Symptom

Two existing classes do similar work but expose different method names, parameter shapes, or argument orders. Client code that wants to treat them uniformly branches on which one it has; each branch contains its own translation logic; new branches appear as new client sites do their own variant of the same translation.

Goal

An Adapter wraps the off-shape class and exposes the canonical interface.
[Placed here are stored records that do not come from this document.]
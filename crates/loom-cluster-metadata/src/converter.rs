// Copyright (c) 2025 Geoffrey Huntley <ghuntley@ghuntley.com>. All rights reserved.
// SPDX-License-Identifier: Proprietary

//! Field-by-field extraction from object datums.

use std::collections::{BTreeMap, BTreeSet};

use crate::datum::Datum;
use crate::error::ConvertError;

/// Reads the fields of an object datum and tracks which were never read.
///
/// Call [`get`](Self::get) for every field the row format allows, then
/// [`check_no_extra_keys`](Self::check_no_extra_keys) to reject anything else.
#[derive(Debug, Clone)]
pub struct DatumObjectConverter {
	fields: BTreeMap<String, Datum>,
	extra_keys: BTreeSet<String>,
}

impl DatumObjectConverter {
	pub fn new(datum: &Datum) -> Result<Self, ConvertError> {
		let fields = datum.as_object().ok_or_else(|| ConvertError::NotAnObject {
			found: datum.datum_type(),
			got: datum.to_string(),
		})?;

		Ok(Self {
			extra_keys: fields.keys().cloned().collect(),
			fields: fields.clone(),
		})
	}

	/// Returns the value of `key` and marks it as consumed.
	pub fn get(&mut self, key: &str) -> Result<Datum, ConvertError> {
		self.extra_keys.remove(key);
		self.fields
			.get(key)
			.cloned()
			.ok_or_else(|| ConvertError::MissingField {
				field: key.to_string(),
			})
	}

	pub fn check_no_extra_keys(&self) -> Result<(), ConvertError> {
		if self.extra_keys.is_empty() {
			return Ok(());
		}
		Err(ConvertError::UnexpectedKeys {
			keys: self.extra_keys.iter().cloned().collect(),
		})
	}
}
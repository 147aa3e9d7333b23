// Copyright (c) 2025 Geoffrey Huntley <ghuntley@ghuntley.com>. All rights reserved.
// SPDX-License-Identifier: Proprietary

//! The contract between the system table dispatcher and a table backend.

use async_trait::async_trait;
use loom_cluster_metadata::Datum;
use tokio_util::sync::CancellationToken;

use crate::error::ClusterConfigError;

/// A table whose rows are computed from cluster state rather than stored.
///
/// The dispatcher guarantees that a `new_value` passed to
/// [`write_row`](Self::write_row) is an object containing the primary key of
/// the row being written. `None` means the row is being deleted.
#[async_trait]
pub trait ArtificialTableBackend: Send + Sync {
	fn primary_key_name(&self) -> &str;

	async fn read_all_primary_keys(
		&self,
		interruptor: &CancellationToken,
	) -> Result<Vec<Datum>, ClusterConfigError>;

	/// `Ok(None)` when no row has this key.
	async fn read_row(
		&self,
		primary_key: &Datum,
		interruptor: &CancellationToken,
	) -> Result<Option<Datum>, ClusterConfigError>;

	async fn write_row(
		&self,
		primary_key: &Datum,
		new_value: Option<Datum>,
		interruptor: &CancellationToken,
	) -> Result<(), ClusterConfigError>;
}
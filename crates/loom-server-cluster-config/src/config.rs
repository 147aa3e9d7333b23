// Copyright (c) 2025 Geoffrey Huntley <ghuntley@ghuntley.com>. All rights reserved.
// SPDX-License-Identifier: Proprietary

//! Layered configuration for the cluster config table.
//!
//! Precedence (highest to lowest):
//! 1. Environment variables (`LOOM_SERVER_*`)
//! 2. Config file (`/etc/loom/cluster-config.toml`)
//! 3. Built-in defaults

use std::path::PathBuf;
use std::str::FromStr;

use serde::{Deserialize, Serialize};
use thiserror::Error;
use tracing::{debug, info};

use crate::sources::{ConfigSource, DefaultsSource, EnvSource, TomlSource};

pub const DEFAULT_TABLE_NAME: &str = "rethinkdb.cluster_config";
pub const DEFAULT_HOME_QUEUE_CAPACITY: usize = 64;
pub const DEFAULT_LOG_LEVEL: &str = "info";

#[derive(Debug, Error)]
pub enum ConfigError {
	#[error("failed to read config file {path}: {source}")]
	FileRead {
		path: PathBuf,
		#[source]
		source: std::io::Error,
	},

	#[error("failed to parse config file {path}: {source}")]
	TomlParse {
		path: PathBuf,
		#[source]
		source: toml::de::Error,
	},

	#[error("invalid value for {key}: {message}")]
	InvalidValue { key: String, message: String },

	#[error("configuration validation failed: {0}")]
	Validation(String),
}

/// Log output format.
#[derive(Debug, Clone, Copy, Default, PartialEq, Eq, Serialize, Deserialize)]
#[serde(rename_all = "lowercase")]
pub enum LogFormat {
	#[default]
	Pretty,
	Json,
}

impl FromStr for LogFormat {
	type Err = String;

	fn from_str(s: &str) -> Result<Self, Self::Err> {
		match s.to_lowercase().as_str() {
			"pretty" => Ok(Self::Pretty),
			"json" => Ok(Self::Json),
			other => Err(format!("unknown log format '{other}', expected 'pretty' or 'json'")),
		}
	}
}

#[derive(Debug, Clone, Default, Serialize, Deserialize, PartialEq)]
pub struct LoggingConfigLayer {
	pub level: Option<String>,
	pub format: Option<LogFormat>,
}

impl LoggingConfigLayer {
	pub fn merge(&mut self, other: Self) {
		if other.level.is_some() {
			self.level = other.level;
		}
		if other.format.is_some() {
			self.format = other.format;
		}
	}

	pub fn finalize(self) -> LoggingConfig {
		LoggingConfig {
			level: self.level.unwrap_or_else(|| DEFAULT_LOG_LEVEL.to_string()),
			format: self.format.unwrap_or_default(),
		}
	}
}

#[derive(Debug, Clone, Serialize, Deserialize, PartialEq)]
pub struct LoggingConfig {
	/// `EnvFilter` directive, e.g. `info` or `loom_server_cluster_config=debug`.
	pub level: String,
	pub format: LogFormat,
}

impl Default for LoggingConfig {
	fn default() -> Self {
		Self {
			level: DEFAULT_LOG_LEVEL.to_string(),
			format: LogFormat::default(),
		}
	}
}

/// One partially specified layer of configuration.
#[derive(Debug, Clone, Default, Serialize, Deserialize, PartialEq)]
pub struct ClusterConfigLayer {
	pub table_name: Option<String>,
	pub home_queue_capacity: Option<usize>,
	pub logging: Option<LoggingConfigLayer>,
}

impl ClusterConfigLayer {
	pub fn merge(&mut self, other: Self) {
		if other.table_name.is_some() {
			self.table_name = other.table_name;
		}
		if other.home_queue_capacity.is_some() {
			self.home_queue_capacity = other.home_queue_capacity;
		}
		if let Some(overlay) = other.logging {
			self.logging.get_or_insert_with(Default::default).merge(overlay);
		}
	}

	pub fn finalize(self) -> Result<ClusterConfig, ConfigError> {
		let config = ClusterConfig {
			table_name: self
				.table_name
				.unwrap_or_else(|| DEFAULT_TABLE_NAME.to_string()),
			home_queue_capacity: self
				.home_queue_capacity
				.unwrap_or(DEFAULT_HOME_QUEUE_CAPACITY),
			logging: self.logging.unwrap_or_default().finalize(),
		};
		validate_config(&config)?;
		Ok(config)
	}
}

/// Fully resolved configuration.
#[derive(Debug, Clone, Serialize, Deserialize, PartialEq)]
pub struct ClusterConfig {
	/// Qualified table name shown in error messages.
	pub table_name: String,
	/// Bound on jobs queued for the metadata home context.
	pub home_queue_capacity: usize,
	pub logging: LoggingConfig,
}

impl Default for ClusterConfig {
	fn default() -> Self {
		Self {
			table_name: DEFAULT_TABLE_NAME.to_string(),
			home_queue_capacity: DEFAULT_HOME_QUEUE_CAPACITY,
			logging: LoggingConfig::default(),
		}
	}
}

/// Load configuration from all sources with standard precedence.
pub fn load_config() -> Result<ClusterConfig, ConfigError> {
	load_from_sources(vec![
		Box::new(DefaultsSource),
		Box::new(TomlSource::system()),
		Box::new(EnvSource),
	])
}

/// Load configuration with a custom config file path.
pub fn load_config_with_file(
	config_path: impl Into<PathBuf>,
) -> Result<ClusterConfig, ConfigError> {
	load_from_sources(vec![
		Box::new(DefaultsSource),
		Box::new(TomlSource::new(config_path)),
		Box::new(EnvSource),
	])
}

fn load_from_sources(
	mut sources: Vec<Box<dyn ConfigSource>>,
) -> Result<ClusterConfig, ConfigError> {
	sources.sort_by_key(|s| s.precedence());

	let mut merged = ClusterConfigLayer::default();
	for source in sources {
		debug!(source = source.name(), "loading configuration source");
		merged.merge(source.load()?);
	}

	let config = merged.finalize()?;
	info!(
		table = %config.table_name,
		home_queue_capacity = config.home_queue_capacity,
		log_level = %config.logging.level,
		"cluster config table configuration loaded"
	);
	Ok(config)
}

fn validate_config(config: &ClusterConfig) -> Result<(), ConfigError> {
	if config.table_name.trim().is_empty() {
		return Err(ConfigError::Validation(
			"table_name must not be empty".to_string(),
		));
	}
	if config.home_queue_capacity == 0 {
		return Err(ConfigError::Validation(
			"home_queue_capacity must be greater than zero".to_string(),
		));
	}
	Ok(())
}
Clients receive whichever conformant instance the composition root produces; no client code knows about the underlying difference.

Before the refactoring

// Two classes do similar work through different shapes; callers branch on which they have.
class Logger {
log(level, message) { /* writes to internal log */ }
}
class ThirdPartyReporter {
report(severityName, text, context) { /* delivers to vendor */ }
}
function emitDiagnostic(emitter, level, message) {
if (emitter instanceof Logger) {
emitter.log(level, message);
} else if (emitter instanceof ThirdPartyReporter) {
emitter.report(level.toUpperCase(), message, {});
} else {
throw new Error('unknown emitter');
}
}

After the refactoring

// One adapter gives the vendor class the internal interface; callers stop branching.
class Logger {
log(level, message) { /* writes to internal log */ }
}
class ThirdPartyReporter {
report(severityName, text, context) { /* delivers to vendor */ }
}
class ReporterAsLogger {
constructor(reporter) {
this.reporter = reporter;
}
log(level, message) {
this.reporter.report(level.toUpperCase(), message, {});
}
}
function emitDiagnostic(logger, level, message) {
logger.log(level, message);
}
// At the composition root:
const adaptedReporter = new ReporterAsLogger(new ThirdPartyReporter());
emitDiagnostic(adaptedReporter, 'error', 'something failed');
Example source: Illustrative example written for this site, faithful to Kerievsky's pattern shape in Refactoring to Patterns (Addison-Wesley, 2004), chapter 6. Distinct from Extract Adapter (#5): that pattern pulls per-variant code from one host class into adapters; this pattern wraps an existing class so it conforms to a different existing interface.
Pressure

Alternative-interface branches at every consumer duplicate the translation rules. Subtle translation bugs (wrong case, missing context argument, swapped order) ship as misrouted diagnostic data; tests for the translation live inside each consumer's tests rather than once where they belong.

Tradeoff

Each adapter is one new class; for two-variant systems with stable interfaces, the adapter may add more friction than the inline conversion did. Wrapping a third-party class in an adapter ties the adapter to that vendor's surface — vendor changes ripple through the adapter; consumers stay insulated.

Relief

Consumers operate against one interface; translation lives in one file; new consumers stop knowing the vendor's shape. Vendor swaps become an adapter change, not a consumer-population edit.

Trap

Adapters that grow large translation logic (multi-step shaping, async/sync bridging, error-model translation) become a hidden host for non-trivial behaviour. When the adapter starts containing business rules, what was Adapter has drifted into Anti-Corruption Layer; rename and refactor accordingly.